Almost any game from that season would tell a story but I’ve picked the home fixture against Chelsea. Saturday, 3rd April, 1971. We were second in the league. They were third, four points behind. Leeds were six points ahead of us with ten games to play but we had three games in hand.
I’d been at the reverse fixture back in the previous August when we had suffered our first defeat of the season on a lovely summer day. For this match, the weather wasn’t so good but at least it was dry and the crowd kept us warm. Over 62,000 were packed into Highbury. In the corner between the North Bank and the West Stand we seemed to be standing at an angle of 60 degrees. As my father later said, “Half of those 62,000 were on my back, Bert!” Comfortable it wasn’t but a brilliant atmosphere, it was.
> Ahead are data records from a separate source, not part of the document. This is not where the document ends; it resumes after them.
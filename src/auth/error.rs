use axum::{http::StatusCode, response::IntoResponse, Json};
use serde_json::json;
use thiserror::Error;
use tracing::error;

use crate::auth::store::StoreError;

/// Failures of the auth slice, typed at the component boundary and mapped
/// to an HTTP status + `{message}` body at the handler boundary.
#[derive(Debug, Error)]
pub enum AuthError {
    #[error("missing required field: {0}")]
    MissingField(&'static str),
    #[error("email already registered")]
    DuplicateEmail,
    #[error("user not found")]
    NotFound,
    #[error("invalid credentials")]
    InvalidCredentials,
    #[error("credential store unavailable")]
    Storage(#[source] anyhow::Error),
    #[error("internal error")]
    Internal(#[source] anyhow::Error),
}

impl From<StoreError> for AuthError {
    fn from(err: StoreError) -> Self {
        match err {
            StoreError::DuplicateEmail => AuthError::DuplicateEmail,
            StoreError::Unavailable(e) => AuthError::Storage(e),
        }
    }
}

impl IntoResponse for AuthError {
    fn into_response(self) -> axum::response::Response {
        let (status, message) = match &self {
            AuthError::MissingField(field) => (
                StatusCode::BAD_REQUEST,
                format!("missing required field: {field}"),
            ),
            AuthError::DuplicateEmail => {
                (StatusCode::CONFLICT, "email already registered".into())
            }
            AuthError::NotFound => (StatusCode::NOT_FOUND, "user not found".into()),
            AuthError::InvalidCredentials => {
                (StatusCode::BAD_REQUEST, "invalid credentials".into())
            }
            // Never leak the underlying error to the client.
            AuthError::Storage(e) => {
                error!(error = %e, "credential store fault");
                (
                    StatusCode::INTERNAL_SERVER_ERROR,
                    "credential store unavailable".into(),
                )
            }
            AuthError::Internal(e) => {
                error!(error = %e, "internal auth error");
                (StatusCode::INTERNAL_SERVER_ERROR, "internal error".into())
            }
        };
        (status, Json(json!({ "message": message }))).into_response()
    }
}
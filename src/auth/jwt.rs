use std::time::Duration;

use axum::extract::FromRef;
use jsonwebtoken::{decode, encode, errors::ErrorKind, DecodingKey, EncodingKey, Header, Validation};
use serde::{Deserialize, Serialize};
use thiserror::Error;
use time::{Duration as TimeDuration, OffsetDateTime};
use tracing::debug;
use uuid::Uuid;

use crate::{config::JwtConfig, state::AppState};

/// JWT payload asserting "this request acts for `sub` until `exp`".
#[derive(Debug, Serialize, Deserialize, Clone)]
pub struct Claims {
    pub sub: Uuid,
    pub exp: usize,
    pub iat: usize,
    pub iss: String,
    pub aud: String,
}

/// A token is either valid or it is not; every failure mode below collapses
/// into the same terminal state at the handler boundary (401).
#[derive(Debug, Error, PartialEq, Eq)]
pub enum TokenError {
    #[error("token expired")]
    Expired,
    #[error("invalid signature")]
    InvalidSignature,
    #[error("malformed token")]
    Malformed,
}

/// Holds JWT signing and verification keys with config data. Verification is
/// stateless: no server-side session lookup, no revocation before expiry.
#[derive(Clone)]
pub struct JwtKeys {
    pub encoding: EncodingKey,
    pub decoding: DecodingKey,
    pub issuer: String,
    pub audience: String,
    pub ttl: Duration,
}

impl FromRef<AppState> for JwtKeys {
    fn from_ref(state: &AppState) -> Self {
        Self::new(&state.config.jwt)
    }
}

impl JwtKeys {
    pub fn new(cfg: &JwtConfig) -> Self {
        Self {
            encoding: EncodingKey::from_secret(cfg.secret.as_bytes()),
            decoding: DecodingKey::from_secret(cfg.secret.as_bytes()),
            issuer: cfg.issuer.clone(),
            audience: cfg.audience.clone(),
            ttl: Duration::from_secs((cfg.ttl_minutes.max(0) as u64) * 60),
        }
    }

    pub fn sign(&self, user_id: Uuid) -> anyhow::Result<String> {
        self.sign_at(user_id, OffsetDateTime::now_utc())
    }

    /// Clock-injected signing; tests back-date `now` to exercise expiry.
    pub fn sign_at(&self, user_id: Uuid, now: OffsetDateTime) -> anyhow::Result<String> {
        let exp = now + TimeDuration::seconds(self.ttl.as_secs() as i64);
        let claims = Claims {
            sub: user_id,
            iat: now.unix_timestamp() as usize,
            exp: exp.unix_timestamp() as usize,
            iss: self.issuer.clone(),
            aud: self.audience.clone(),
        };
        let token = encode(&Header::default(), &claims, &self.encoding)?;
        debug!(user_id = %user_id, "jwt signed");
        Ok(token)
    }

    pub fn validate(&self, token: &str) -> Result<Claims, TokenError> {
        let mut validation = Validation::default();
        validation.leeway = 0;
        validation.set_audience(std::slice::from_ref(&self.audience));
        validation.set_issuer(std::slice::from_ref(&self.issuer));
        let data = decode::<Claims>(token, &self.decoding, &validation).map_err(|e| {
            match e.kind() {
                ErrorKind::ExpiredSignature => TokenError::Expired,
                ErrorKind::InvalidSignature => TokenError::InvalidSignature,
                _ => TokenError::Malformed,
            }
        })?;
        debug!(user_id = %data.claims.sub, "jwt verified");
        Ok(data.claims)
    }
}
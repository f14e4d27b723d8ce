use std::net::SocketAddr;
use std::time::Duration;

use axum::{routing::get, Router};
use tower_http::{cors::CorsLayer, timeout::TimeoutLayer, trace::TraceLayer};

use crate::auth;
use crate::state::AppState;

pub fn build_app(state: AppState) -> Router {
    // The hasher's work factor is not cancellable mid-computation, so the
    // whole handler runs under a request-level timeout.
    let timeout = Duration::from_secs(state.config.request_timeout_secs);

    Router::new()
        .merge(auth::router())
        .route("/health", get(|| async { "ok" }))
        .with_state(state)
        .layer(CorsLayer::permissive())
        .layer(TimeoutLayer::new(timeout))
        .layer(
            TraceLayer::new_for_http()
                .make_span_with(|req: &axum::http::Request<_>| {
                    let method = req.method().clone();
                    let uri = req.uri().clone();
                    tracing::info_span!("http_request", %method, uri = %uri)
                })
                .on_response(
                    |res: &axum::http::Response<_>,
                     _latency: std::time::Duration,
                     span: &tracing::Span| {
                        let status = res.status();
                        span.record("status", tracing::field::display(status));
                        if status.is_server_error() {
                            tracing::error!(%status, "response");
                        } else {
                            tracing::info!(%status, "response");
                        }
                    },
                ),
        )
}

pub async fn serve(app: Router) -> anyhow::Result<()> {
    let addr: SocketAddr = format!(
        "{}:{}",
        std::env::var("APP_HOST").unwrap_or_else(|_| "0.0.0.0".into()),
        std::env::var("APP_PORT").unwrap_or_else(|_| "5000".into())
    )
    .parse()?;

    tracing::info!("listening on {}", addr);
    let listener = tokio::net::TcpListener::bind(addr).await?;
    axum::serve(listener, app).await?;
    Ok(())
}
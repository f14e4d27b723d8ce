use std::collections::HashMap;
use std::sync::Mutex;

use async_trait::async_trait;
use serde::{Deserialize, Serialize};
use sqlx::{FromRow, PgPool};
use thiserror::Error;
use time::OffsetDateTime;
use uuid::Uuid;

/// User record in the credential store.
#[derive(Debug, Clone, Serialize, Deserialize, FromRow)]
pub struct User {
    pub id: Uuid,
    pub username: String,
    pub email: String,
    #[serde(skip_serializing)]
    pub password_hash: String, // Argon2 PHC string, never exposed in JSON
    pub created_at: OffsetDateTime,
}

/// Store failures: a duplicate email is reported, not fatal; anything else
/// is a transport/storage fault surfaced separately.
#[derive(Debug, Error)]
pub enum StoreError {
    #[error("email already registered")]
    DuplicateEmail,
    #[error("credential store unavailable")]
    Unavailable(#[source] anyhow::Error),
}

/// Durable mapping from email to user record. Callers pass emails already
/// trimmed and lowercased; the store treats them as opaque keys.
#[async_trait]
pub trait CredentialStore: Send + Sync {
    /// Persist a new user. Exactly one of two racing `create` calls with the
    /// same email may succeed; the other observes `DuplicateEmail`.
    async fn create(
        &self,
        username: &str,
        email: &str,
        password_hash: &str,
    ) -> Result<User, StoreError>;

    /// Pure lookup, no side effects. Safe to retry.
    async fn find_by_email(&self, email: &str) -> Result<Option<User>, StoreError>;

    /// Lookup by primary key, used by bearer-authenticated routes.
    async fn find_by_id(&self, id: Uuid) -> Result<Option<User>, StoreError>;
}

/// Postgres-backed store. Uniqueness is the `UNIQUE` constraint's job, not
/// an application-level check-then-write.
pub struct PgCredentialStore {
    pool: PgPool,
}

impl PgCredentialStore {
    pub fn new(pool: PgPool) -> Self {
        Self { pool }
    }
}

#[async_trait]
impl CredentialStore for PgCredentialStore {
    async fn create(
        &self,
        username: &str,
        email: &str,
        password_hash: &str,
    ) -> Result<User, StoreError> {
        let res = sqlx::query_as::<_, User>(
            r#"
            INSERT INTO users (username, email, password_hash)
            VALUES ($1, $2, $3)
            RETURNING id, username, email, password_hash, created_at
            "#,
        )
        .bind(username)
        .bind(email)
        .bind(password_hash)
        .fetch_one(&self.pool)
        .await;

        match res {
            Ok(user) => Ok(user),
            Err(sqlx::Error::Database(db)) if db.is_unique_violation() => {
                Err(StoreError::DuplicateEmail)
            }
            Err(e) => Err(StoreError::Unavailable(e.into())),
        }
    }

    async fn find_by_email(&self, email: &str) -> Result<Option<User>, StoreError> {
        sqlx::query_as::<_, User>(
            r#"
            SELECT id, username, email, password_hash, created_at
            FROM users
            WHERE email = $1
            "#,
        )
        .bind(email)
        .fetch_optional(&self.pool)
        .await
        .map_err(|e| StoreError::Unavailable(e.into()))
    }

    async fn find_by_id(&self, id: Uuid) -> Result<Option<User>, StoreError> {
        sqlx::query_as::<_, User>(
            r#"
            SELECT id, username, email, password_hash, created_at
            FROM users
            WHERE id = $1
            "#,
        )
        .bind(id)
        .fetch_optional(&self.pool)
        .await
        .map_err(|e| StoreError::Unavailable(e.into()))
    }
}

/// In-memory store for tests and local runs without Postgres. The whole
/// check-and-insert happens under one lock, so the uniqueness invariant
/// holds under concurrent `create` calls just like the Postgres constraint.
#[derive(Default)]
pub struct MemoryCredentialStore {
    users: Mutex<HashMap<String, User>>,
}

impl MemoryCredentialStore {
    pub fn new() -> Self {
        Self::default()
    }
}

#[async_trait]
impl CredentialStore for MemoryCredentialStore {
    async fn create(
        &self,
        username: &str,
        email: &str,
        password_hash: &str,
    ) -> Result<User, StoreError> {
        let mut users = self
            .users
            .lock()
            .map_err(|_| StoreError::Unavailable(anyhow::anyhow!("store lock poisoned")))?;
        if users.contains_key(email) {
            return Err(StoreError::DuplicateEmail);
        }
        let user = User {
            id: Uuid::new_v4(),
            username: username.to_string(),
            email: email.to_string(),
            password_hash: password_hash.to_string(),
            created_at: OffsetDateTime::now_utc(),
        };
        users.insert(email.to_string(), user.clone());
        Ok(user)
    }

    async fn find_by_email(&self, email: &str) -> Result<Option<User>, StoreError> {
        let users = self
            .users
            .lock()
            .map_err(|_| StoreError::Unavailable(anyhow::anyhow!("store lock poisoned")))?;
        Ok(users.get(email).cloned())
    }

    async fn find_by_id(&self, id: Uuid) -> Result<Option<User>, StoreError> {
        let users = self
            .users
            .lock()
            .map_err(|_| StoreError::Unavailable(anyhow::anyhow!("store lock poisoned")))?;
        Ok(users.values().find(|u| u.id == id).cloned())
    }
}

#[cfg(test)]
mod tests {
    use super::*;
    use std::sync::Arc;

    #[tokio::test]
    async fn create_then_find_by_email() {
        let store = MemoryCredentialStore::new();
        let created = store
            .create("asha", "asha@example.com", "$argon2id$stub")
            .await
            .expect("create should succeed");
        let found = store
            .find_by_email("asha@example.com")
            .await
            .expect("lookup should succeed")
            .expect("user should exist");
        assert_eq!(found.id, created.id);
        assert_eq!(found.username, "asha");
    }

    #[tokio::test]
    async fn duplicate_email_is_rejected_and_first_record_survives() {
        let store = MemoryCredentialStore::new();
        let first = store
            .create("asha", "asha@example.com", "hash-one")
            .await
            .expect("first create should succeed");
        let err = store
            .create("impostor", "asha@example.com", "hash-two")
            .await
            .unwrap_err();
        assert!(matches!(err, StoreError::DuplicateEmail));

        let found = store
            .find_by_email("asha@example.com")
            .await
            .unwrap()
            .unwrap();
        assert_eq!(found.id, first.id);
        assert_eq!(found.username, "asha");
        assert_eq!(found.password_hash, "hash-one");
    }

    #[tokio::test]
    async fn find_by_id_round_trips() {
        let store = MemoryCredentialStore::new();
        let created = store
            .create("ravi", "ravi@example.com", "hash")
            .await
            .unwrap();
        let found = store.find_by_id(created.id).await.unwrap().unwrap();
        assert_eq!(found.email, "ravi@example.com");
        assert!(store
            .find_by_id(Uuid::new_v4())
            .await
            .unwrap()
            .is_none());
    }

    #[tokio::test]
    async fn concurrent_creates_with_same_email_yield_exactly_one_winner() {
        let store = Arc::new(MemoryCredentialStore::new());
        let a = {
            let store = store.clone();
            tokio::spawn(async move { store.create("a", "race@example.com", "hash-a").await })
        };
        let b = {
            let store = store.clone();
            tokio::spawn(async move { store.create("b", "race@example.com", "hash-b").await })
        };
        let results = [a.await.unwrap(), b.await.unwrap()];
        let winners = results.iter().filter(|r| r.is_ok()).count();
        assert_eq!(winners, 1);
        assert!(results
            .iter()
            .any(|r| matches!(r, Err(StoreError::DuplicateEmail))));
    }

    #[test]
    fn password_hash_is_not_serialized() {
        let user = User {
            id: Uuid::new_v4(),
            username: "asha".into(),
            email: "asha@example.com".into(),
            password_hash: "$argon2id$secret".into(),
            created_at: OffsetDateTime::now_utc(),
        };
        let json = serde_json::to_string(&user).unwrap();
        assert!(!json.contains("argon2id"));
        assert!(json.contains("asha@example.com"));
    }
}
We were all still high on the drama of the previous Saturday when we had come back from 2-0 down against Stoke in the FA Cup semi final with an equalising penalty put away by Peter Storey in injury time against Gordon Banks. I’d actually been at Argyle that day with my ear glued to my transistor radio, which I was on the verge of throwing over the back of the stand when the day was so dramatically saved.
As for Chelsea, they had done us a favour with a win over Leeds United the previous Saturday, but as the programme pointed out: ‘Today they have got their own sights fixed on second place.’
The Arsenal side that day was:
Bob Wilson, Pat Rice, Bob McNab, Peter Storey, Frank McLintock, Peter Simpson, George Graham, , John Radford, Ray Kennedy, Charlie George.
The Chelsea side was:
John Phillips, Ron Harris, Eddie McCready, John Hollins, John Dempsey, David Webb, Tommy Baldwin, Alan Hudson, Peter Osgood, Charlie Cooke, Peter Houseman.
The match itself was typical of home games of that season, in my memory at least. Some good football from both teams and Chelsea had a very talented footballing side with a steely centre. We were more direct and hard-working with the flair coming from Charlie and George Graham. I remember my heart being in my mouth a few times as they pressed. We came close a few times as well but half time arrived goalless. No chance to nip off for a pint, even if I’d been old enough, no chance to even go to the gents, so crammed in we were.
The second half saw two excellent goals, both scored by a young Ray Kennedy with a massive contribution from Charlie George, as I recall. He certainly claimed the applause of the crowd, but that was Charlie’s way. The victory was of course important. We were to go on and overhaul Leeds by dint of that famous victory at Spurs. That was a midweek game and I was doing my ‘O Levels’ that year, so a couple of minutes of blurry TV relayed the news to us. I don’t even think it was on the radio! The Saturday after saw us win the FA Cup against Liverpool for our first double.
Time and place. It seemed to me that we were on the verge of great things. A pivotal moment with a strong experienced team sprinkled with young talent. Surely more success would follow? History tells us otherwise.
That team was broken up and the talent never fully matured. Kennedy and George would both leave Arsenal. This was as good as it got for that team. Not bad though!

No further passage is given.